TASK DATA:
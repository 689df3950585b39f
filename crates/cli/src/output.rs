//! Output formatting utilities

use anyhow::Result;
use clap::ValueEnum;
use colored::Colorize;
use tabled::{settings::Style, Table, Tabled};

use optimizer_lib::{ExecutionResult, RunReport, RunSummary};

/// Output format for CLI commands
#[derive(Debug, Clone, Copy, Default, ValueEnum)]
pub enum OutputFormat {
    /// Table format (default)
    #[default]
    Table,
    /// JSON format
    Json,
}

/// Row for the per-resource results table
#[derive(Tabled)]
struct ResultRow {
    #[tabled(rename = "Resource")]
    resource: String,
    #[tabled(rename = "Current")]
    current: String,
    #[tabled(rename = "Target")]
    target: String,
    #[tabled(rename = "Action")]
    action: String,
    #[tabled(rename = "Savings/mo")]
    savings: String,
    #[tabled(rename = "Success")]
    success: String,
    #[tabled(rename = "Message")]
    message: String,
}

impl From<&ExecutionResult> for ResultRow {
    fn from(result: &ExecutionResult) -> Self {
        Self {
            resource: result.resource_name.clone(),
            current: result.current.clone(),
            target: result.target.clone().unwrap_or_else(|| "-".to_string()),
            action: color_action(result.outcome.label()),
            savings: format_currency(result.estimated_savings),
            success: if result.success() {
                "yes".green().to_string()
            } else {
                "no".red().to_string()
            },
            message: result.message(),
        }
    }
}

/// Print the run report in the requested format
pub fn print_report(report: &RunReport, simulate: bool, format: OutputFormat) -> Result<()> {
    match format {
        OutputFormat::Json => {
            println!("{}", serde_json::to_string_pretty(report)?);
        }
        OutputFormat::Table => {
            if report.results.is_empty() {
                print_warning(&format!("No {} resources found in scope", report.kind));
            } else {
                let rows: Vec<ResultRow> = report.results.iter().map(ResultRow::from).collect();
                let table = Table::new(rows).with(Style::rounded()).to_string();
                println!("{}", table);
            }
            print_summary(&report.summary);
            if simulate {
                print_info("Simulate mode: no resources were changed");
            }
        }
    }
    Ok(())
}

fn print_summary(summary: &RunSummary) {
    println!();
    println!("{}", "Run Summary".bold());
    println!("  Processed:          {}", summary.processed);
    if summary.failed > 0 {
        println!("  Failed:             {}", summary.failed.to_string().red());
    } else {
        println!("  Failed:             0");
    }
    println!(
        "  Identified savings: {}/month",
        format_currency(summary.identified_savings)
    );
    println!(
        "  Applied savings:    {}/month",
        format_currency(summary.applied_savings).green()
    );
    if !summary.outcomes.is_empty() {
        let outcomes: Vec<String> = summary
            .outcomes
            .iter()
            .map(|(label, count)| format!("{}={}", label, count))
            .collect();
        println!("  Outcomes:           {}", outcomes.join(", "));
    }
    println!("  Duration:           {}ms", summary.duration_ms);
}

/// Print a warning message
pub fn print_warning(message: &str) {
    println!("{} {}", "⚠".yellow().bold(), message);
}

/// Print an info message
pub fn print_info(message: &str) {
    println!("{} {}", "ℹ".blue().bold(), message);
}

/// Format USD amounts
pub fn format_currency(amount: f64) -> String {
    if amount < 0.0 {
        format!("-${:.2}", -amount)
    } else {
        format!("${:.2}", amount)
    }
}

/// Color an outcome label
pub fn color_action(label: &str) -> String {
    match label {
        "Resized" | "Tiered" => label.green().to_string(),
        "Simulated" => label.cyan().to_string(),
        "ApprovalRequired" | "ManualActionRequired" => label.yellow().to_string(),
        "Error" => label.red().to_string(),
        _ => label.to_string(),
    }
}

ABOUT THIS TASK: Find how many lines in the preceding listing contain the word "ExecutionResult", and answer with that number only.

THE ANSWER: 3